■ WORK ITEM ■
Which of the lines below contain the string "AggregateReporter"? Copy each one.

(Collected data entries)
┌────────

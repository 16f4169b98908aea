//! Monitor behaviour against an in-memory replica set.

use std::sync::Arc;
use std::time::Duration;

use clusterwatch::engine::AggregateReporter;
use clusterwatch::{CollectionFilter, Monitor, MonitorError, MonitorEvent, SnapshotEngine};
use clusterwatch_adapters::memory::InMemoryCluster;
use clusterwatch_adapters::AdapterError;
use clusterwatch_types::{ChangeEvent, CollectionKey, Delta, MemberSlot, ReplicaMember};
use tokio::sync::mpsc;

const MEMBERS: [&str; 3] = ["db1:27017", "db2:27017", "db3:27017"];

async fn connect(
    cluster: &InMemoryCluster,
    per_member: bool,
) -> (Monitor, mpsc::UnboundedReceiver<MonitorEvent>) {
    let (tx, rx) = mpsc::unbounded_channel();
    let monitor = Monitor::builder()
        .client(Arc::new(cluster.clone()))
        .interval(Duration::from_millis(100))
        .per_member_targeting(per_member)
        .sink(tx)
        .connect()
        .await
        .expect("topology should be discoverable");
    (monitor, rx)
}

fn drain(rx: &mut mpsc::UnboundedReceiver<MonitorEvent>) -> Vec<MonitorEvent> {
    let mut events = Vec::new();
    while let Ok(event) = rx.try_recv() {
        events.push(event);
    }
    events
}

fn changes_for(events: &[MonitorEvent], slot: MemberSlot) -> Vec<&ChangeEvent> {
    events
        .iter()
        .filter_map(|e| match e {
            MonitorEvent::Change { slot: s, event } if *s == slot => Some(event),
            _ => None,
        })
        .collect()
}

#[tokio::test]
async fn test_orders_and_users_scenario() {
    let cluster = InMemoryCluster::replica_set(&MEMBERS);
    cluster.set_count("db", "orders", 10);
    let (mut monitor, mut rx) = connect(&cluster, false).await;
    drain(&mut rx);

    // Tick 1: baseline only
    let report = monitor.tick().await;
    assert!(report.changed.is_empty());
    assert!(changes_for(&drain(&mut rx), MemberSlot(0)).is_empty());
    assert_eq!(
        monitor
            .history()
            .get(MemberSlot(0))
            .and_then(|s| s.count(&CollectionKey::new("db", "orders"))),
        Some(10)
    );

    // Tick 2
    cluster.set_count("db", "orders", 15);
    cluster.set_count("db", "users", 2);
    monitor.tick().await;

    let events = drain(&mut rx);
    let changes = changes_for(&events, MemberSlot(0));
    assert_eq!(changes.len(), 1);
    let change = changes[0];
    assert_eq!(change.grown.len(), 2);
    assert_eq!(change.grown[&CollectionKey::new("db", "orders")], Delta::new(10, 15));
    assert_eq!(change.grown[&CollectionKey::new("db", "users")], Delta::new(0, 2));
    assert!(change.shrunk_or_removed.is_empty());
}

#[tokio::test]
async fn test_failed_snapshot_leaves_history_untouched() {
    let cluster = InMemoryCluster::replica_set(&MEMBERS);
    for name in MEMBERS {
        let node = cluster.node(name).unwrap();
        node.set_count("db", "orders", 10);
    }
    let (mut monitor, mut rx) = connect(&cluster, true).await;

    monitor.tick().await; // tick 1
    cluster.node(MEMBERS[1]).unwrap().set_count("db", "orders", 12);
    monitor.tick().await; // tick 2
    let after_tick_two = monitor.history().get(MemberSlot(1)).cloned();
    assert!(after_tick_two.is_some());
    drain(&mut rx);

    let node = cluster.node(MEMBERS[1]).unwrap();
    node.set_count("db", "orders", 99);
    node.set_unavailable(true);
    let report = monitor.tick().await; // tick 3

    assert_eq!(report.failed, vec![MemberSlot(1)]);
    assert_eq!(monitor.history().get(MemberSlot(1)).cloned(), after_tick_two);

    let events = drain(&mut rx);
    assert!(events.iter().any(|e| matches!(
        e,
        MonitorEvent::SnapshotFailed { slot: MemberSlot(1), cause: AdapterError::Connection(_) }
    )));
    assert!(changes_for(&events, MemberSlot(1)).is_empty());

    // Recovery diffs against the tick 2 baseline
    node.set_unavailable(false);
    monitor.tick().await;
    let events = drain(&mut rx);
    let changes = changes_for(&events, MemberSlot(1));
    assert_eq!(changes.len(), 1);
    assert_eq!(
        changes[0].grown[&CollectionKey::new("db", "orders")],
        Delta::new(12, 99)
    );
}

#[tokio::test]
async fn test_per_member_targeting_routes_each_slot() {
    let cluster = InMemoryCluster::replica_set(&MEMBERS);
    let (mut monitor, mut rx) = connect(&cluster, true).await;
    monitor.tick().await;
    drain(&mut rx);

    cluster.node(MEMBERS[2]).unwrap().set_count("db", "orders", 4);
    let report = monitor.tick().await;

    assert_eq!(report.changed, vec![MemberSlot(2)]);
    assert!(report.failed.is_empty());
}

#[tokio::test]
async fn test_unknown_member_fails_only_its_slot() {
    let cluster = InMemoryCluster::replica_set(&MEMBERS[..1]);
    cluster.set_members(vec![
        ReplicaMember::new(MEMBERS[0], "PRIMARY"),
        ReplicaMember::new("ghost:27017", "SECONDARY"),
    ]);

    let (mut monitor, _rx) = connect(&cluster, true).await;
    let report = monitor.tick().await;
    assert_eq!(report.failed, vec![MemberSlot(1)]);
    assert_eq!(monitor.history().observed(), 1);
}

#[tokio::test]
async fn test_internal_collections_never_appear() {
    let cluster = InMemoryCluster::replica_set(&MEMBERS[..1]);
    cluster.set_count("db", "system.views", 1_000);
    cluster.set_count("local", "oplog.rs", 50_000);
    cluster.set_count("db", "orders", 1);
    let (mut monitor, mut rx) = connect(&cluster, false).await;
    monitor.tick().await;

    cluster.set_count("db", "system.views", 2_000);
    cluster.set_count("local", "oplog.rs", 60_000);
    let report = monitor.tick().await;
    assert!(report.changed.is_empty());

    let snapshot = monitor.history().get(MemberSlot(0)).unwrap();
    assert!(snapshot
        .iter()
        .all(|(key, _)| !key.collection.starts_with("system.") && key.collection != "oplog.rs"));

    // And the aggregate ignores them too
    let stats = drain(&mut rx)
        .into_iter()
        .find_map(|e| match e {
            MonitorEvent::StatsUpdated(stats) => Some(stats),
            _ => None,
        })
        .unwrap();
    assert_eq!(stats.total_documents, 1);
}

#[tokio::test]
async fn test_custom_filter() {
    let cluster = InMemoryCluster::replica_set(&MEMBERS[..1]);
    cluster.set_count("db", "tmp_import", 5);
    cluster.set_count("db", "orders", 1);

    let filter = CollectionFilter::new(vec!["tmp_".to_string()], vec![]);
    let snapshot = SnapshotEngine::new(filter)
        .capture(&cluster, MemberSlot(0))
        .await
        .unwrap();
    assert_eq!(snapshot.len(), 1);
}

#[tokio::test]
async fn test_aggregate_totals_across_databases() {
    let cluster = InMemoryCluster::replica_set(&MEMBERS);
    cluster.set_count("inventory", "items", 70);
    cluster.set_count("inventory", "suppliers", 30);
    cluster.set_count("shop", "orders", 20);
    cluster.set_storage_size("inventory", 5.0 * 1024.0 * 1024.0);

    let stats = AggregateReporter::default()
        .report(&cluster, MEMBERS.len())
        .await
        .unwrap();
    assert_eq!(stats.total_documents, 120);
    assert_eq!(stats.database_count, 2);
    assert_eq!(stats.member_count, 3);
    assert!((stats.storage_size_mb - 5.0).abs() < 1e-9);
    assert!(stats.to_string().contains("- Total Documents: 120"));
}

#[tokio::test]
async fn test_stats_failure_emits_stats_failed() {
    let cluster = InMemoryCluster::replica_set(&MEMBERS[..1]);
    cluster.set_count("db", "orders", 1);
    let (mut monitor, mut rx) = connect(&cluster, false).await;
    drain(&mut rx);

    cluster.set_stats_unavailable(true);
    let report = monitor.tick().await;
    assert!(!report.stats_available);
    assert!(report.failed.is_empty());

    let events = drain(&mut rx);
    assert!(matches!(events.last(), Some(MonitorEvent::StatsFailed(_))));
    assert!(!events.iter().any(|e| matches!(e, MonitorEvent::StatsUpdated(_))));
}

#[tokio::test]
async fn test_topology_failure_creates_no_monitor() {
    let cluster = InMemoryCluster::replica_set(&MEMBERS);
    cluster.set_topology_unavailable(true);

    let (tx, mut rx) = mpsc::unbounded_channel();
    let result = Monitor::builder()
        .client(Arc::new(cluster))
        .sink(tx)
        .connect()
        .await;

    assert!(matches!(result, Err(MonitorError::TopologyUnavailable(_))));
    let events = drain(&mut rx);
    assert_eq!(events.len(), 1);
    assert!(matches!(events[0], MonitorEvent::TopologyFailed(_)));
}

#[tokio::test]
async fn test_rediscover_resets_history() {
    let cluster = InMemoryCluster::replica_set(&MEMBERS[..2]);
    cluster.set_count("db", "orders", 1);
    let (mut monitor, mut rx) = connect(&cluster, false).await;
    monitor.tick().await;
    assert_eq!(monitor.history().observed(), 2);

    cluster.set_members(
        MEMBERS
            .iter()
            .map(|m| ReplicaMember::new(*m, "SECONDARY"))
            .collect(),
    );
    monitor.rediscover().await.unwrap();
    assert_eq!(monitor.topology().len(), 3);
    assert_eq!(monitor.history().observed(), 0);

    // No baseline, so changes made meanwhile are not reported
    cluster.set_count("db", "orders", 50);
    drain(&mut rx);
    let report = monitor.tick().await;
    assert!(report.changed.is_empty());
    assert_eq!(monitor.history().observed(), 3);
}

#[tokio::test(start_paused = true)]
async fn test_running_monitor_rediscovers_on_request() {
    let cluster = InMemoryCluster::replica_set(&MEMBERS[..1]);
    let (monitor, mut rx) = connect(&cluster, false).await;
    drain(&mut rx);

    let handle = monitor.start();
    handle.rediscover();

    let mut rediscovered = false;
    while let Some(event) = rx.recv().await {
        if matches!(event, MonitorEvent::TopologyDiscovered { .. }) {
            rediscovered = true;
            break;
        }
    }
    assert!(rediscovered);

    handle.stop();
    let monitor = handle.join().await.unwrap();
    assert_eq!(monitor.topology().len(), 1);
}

└────────
┌────────

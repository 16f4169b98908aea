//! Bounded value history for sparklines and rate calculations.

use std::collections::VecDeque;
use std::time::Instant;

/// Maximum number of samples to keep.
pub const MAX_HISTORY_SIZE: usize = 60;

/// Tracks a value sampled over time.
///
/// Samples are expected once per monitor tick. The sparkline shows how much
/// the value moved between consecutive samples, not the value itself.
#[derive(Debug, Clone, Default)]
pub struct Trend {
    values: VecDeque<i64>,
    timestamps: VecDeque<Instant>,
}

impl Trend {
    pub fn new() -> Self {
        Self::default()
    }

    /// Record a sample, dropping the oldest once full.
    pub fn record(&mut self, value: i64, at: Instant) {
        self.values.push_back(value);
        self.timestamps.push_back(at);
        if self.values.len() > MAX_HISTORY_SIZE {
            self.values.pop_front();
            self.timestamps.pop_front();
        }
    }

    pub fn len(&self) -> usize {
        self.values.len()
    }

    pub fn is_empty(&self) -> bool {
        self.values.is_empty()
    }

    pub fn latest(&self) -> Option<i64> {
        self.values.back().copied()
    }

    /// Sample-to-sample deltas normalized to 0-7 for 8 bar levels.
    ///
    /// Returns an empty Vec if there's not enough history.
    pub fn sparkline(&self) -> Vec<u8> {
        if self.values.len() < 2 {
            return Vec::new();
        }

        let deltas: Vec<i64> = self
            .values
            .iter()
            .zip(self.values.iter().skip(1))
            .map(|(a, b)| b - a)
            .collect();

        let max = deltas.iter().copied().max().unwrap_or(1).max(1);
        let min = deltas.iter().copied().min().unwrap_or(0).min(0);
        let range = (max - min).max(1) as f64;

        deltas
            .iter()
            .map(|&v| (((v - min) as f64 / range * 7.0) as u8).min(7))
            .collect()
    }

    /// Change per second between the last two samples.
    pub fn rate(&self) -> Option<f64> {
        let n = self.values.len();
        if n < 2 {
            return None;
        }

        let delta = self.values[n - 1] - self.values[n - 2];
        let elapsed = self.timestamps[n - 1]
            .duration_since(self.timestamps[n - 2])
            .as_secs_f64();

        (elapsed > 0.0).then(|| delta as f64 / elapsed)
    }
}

└────────

■ RESPONSE TO THIS TASK ■
use clusterwatch::engine::AggregateReporter;
    let stats = AggregateReporter::default()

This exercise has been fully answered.